Report the lines of the data below that contain the string "tables".

Stored items
• • •
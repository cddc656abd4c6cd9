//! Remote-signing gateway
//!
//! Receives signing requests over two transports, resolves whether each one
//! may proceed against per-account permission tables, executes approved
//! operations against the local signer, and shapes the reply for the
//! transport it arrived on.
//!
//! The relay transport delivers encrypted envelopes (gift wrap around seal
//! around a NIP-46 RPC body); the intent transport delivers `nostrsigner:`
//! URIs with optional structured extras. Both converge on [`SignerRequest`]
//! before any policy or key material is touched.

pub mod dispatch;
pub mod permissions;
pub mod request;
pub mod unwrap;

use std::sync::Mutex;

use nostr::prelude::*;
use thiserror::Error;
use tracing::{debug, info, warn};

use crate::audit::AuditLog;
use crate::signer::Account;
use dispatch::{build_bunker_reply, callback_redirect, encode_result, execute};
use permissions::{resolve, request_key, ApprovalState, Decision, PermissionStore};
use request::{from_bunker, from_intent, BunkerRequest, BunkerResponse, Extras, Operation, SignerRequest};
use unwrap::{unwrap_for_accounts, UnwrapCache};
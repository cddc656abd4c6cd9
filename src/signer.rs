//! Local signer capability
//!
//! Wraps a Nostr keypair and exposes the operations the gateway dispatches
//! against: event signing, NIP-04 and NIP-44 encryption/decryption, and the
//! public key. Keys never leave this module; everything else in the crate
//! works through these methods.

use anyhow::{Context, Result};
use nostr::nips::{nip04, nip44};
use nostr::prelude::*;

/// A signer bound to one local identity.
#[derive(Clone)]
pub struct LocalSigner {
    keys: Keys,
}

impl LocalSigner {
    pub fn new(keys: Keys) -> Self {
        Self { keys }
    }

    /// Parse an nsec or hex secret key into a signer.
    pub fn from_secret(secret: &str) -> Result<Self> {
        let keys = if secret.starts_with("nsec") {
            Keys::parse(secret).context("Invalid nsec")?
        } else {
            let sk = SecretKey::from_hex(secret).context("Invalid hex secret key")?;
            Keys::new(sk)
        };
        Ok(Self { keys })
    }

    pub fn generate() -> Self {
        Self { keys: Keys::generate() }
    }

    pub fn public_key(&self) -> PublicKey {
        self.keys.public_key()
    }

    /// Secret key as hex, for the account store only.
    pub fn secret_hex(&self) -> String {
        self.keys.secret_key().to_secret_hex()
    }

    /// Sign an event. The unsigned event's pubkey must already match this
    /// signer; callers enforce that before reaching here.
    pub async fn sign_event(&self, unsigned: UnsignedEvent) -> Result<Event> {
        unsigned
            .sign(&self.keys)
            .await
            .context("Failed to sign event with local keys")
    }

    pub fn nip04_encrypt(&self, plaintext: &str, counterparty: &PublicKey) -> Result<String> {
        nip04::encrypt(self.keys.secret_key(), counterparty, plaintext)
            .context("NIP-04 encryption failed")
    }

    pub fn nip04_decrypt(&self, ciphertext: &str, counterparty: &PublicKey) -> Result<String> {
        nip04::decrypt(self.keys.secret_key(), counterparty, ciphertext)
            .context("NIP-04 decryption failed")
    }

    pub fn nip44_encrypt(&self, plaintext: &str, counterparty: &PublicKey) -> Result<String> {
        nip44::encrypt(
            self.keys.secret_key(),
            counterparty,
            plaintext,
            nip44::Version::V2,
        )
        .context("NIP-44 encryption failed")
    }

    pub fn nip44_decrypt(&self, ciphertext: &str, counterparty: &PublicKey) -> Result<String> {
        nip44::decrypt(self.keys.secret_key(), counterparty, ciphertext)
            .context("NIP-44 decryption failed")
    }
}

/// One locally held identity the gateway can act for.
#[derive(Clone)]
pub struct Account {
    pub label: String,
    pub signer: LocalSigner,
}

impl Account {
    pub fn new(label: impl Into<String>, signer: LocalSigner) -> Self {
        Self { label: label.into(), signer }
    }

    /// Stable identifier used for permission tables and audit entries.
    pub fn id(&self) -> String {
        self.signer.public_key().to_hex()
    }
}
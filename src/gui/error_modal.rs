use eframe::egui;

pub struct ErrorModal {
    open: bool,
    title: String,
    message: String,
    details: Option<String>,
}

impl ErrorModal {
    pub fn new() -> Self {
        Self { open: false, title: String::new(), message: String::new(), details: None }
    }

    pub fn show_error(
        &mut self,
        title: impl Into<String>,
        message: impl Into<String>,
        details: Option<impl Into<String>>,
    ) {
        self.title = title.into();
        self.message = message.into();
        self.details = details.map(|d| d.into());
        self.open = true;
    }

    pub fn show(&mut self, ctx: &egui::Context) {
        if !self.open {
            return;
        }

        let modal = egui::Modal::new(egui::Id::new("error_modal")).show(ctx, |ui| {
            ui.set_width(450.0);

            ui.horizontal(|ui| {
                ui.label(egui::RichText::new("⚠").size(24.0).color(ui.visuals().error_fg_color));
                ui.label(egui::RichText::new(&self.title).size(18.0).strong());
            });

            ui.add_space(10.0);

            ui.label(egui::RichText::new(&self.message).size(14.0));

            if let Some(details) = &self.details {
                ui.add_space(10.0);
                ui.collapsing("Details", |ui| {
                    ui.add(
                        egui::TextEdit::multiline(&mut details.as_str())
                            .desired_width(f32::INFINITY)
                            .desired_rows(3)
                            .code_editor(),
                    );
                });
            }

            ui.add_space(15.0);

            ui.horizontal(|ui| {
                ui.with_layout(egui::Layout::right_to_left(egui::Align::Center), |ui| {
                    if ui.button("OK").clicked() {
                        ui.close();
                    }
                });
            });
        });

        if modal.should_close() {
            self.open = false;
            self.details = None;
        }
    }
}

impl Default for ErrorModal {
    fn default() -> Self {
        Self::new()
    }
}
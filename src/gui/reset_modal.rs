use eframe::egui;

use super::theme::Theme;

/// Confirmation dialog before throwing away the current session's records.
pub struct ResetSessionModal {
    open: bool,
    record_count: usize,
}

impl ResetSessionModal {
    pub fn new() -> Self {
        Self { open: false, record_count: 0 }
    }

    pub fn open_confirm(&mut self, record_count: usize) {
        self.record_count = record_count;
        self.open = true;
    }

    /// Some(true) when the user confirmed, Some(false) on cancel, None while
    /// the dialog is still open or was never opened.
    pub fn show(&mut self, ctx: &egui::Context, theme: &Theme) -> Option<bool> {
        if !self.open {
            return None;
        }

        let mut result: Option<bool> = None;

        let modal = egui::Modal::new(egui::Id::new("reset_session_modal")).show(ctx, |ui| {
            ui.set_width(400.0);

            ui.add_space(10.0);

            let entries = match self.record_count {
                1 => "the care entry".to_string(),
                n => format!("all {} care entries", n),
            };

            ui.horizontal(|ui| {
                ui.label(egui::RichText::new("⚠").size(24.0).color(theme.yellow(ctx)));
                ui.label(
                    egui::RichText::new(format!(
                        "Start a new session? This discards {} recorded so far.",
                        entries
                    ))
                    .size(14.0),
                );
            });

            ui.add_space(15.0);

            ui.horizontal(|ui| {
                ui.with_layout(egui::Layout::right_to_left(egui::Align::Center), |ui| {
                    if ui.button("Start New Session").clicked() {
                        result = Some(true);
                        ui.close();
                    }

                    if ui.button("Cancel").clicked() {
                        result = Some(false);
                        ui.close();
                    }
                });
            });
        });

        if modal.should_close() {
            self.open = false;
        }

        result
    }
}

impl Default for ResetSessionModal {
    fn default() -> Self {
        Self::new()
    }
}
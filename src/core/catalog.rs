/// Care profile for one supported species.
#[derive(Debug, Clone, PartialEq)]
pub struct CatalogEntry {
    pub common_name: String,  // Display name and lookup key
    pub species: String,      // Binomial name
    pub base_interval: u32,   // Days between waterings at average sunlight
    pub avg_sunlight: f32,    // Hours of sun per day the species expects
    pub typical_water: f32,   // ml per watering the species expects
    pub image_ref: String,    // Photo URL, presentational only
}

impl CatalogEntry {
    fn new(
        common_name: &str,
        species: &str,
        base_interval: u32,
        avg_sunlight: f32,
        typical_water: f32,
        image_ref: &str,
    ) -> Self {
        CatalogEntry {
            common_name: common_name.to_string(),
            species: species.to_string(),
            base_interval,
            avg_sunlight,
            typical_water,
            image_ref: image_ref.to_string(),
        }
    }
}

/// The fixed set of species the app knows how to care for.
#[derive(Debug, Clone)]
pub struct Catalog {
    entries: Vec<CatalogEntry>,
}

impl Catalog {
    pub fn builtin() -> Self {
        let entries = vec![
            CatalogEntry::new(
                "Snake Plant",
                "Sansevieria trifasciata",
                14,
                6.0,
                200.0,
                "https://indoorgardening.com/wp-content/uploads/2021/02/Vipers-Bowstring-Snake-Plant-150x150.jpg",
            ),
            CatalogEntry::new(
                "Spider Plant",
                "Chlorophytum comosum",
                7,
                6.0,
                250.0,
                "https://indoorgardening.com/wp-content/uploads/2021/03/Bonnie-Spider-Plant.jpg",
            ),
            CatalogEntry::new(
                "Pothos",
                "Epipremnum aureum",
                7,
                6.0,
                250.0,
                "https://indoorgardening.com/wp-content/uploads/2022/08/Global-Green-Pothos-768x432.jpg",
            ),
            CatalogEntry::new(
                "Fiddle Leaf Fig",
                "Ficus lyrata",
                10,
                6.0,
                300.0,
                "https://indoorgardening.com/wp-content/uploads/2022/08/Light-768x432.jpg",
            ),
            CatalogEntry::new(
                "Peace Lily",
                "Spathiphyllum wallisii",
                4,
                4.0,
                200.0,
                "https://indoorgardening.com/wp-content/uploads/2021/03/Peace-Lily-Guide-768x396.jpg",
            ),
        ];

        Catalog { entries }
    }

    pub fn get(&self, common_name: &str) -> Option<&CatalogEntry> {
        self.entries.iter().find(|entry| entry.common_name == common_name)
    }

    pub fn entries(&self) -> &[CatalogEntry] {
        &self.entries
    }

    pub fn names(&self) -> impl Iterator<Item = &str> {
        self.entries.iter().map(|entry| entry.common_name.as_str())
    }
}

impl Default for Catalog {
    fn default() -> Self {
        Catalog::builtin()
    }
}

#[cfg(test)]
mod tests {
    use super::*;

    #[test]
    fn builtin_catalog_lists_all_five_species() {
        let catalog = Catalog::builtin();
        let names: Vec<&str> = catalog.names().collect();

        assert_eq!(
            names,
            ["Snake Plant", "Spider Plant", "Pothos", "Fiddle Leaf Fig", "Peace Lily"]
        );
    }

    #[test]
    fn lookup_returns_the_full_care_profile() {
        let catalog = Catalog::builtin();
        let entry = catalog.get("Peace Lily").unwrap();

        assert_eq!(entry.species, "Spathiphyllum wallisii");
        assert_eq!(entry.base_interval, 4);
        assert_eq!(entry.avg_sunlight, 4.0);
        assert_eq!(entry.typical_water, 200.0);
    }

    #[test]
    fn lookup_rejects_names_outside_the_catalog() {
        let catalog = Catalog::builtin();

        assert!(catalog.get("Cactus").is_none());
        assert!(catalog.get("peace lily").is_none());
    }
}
• • •
TASK RESULT:
//! may proceed against per-account permission tables, executes approved
    /// Stable identifier used for permission tables and audit entries.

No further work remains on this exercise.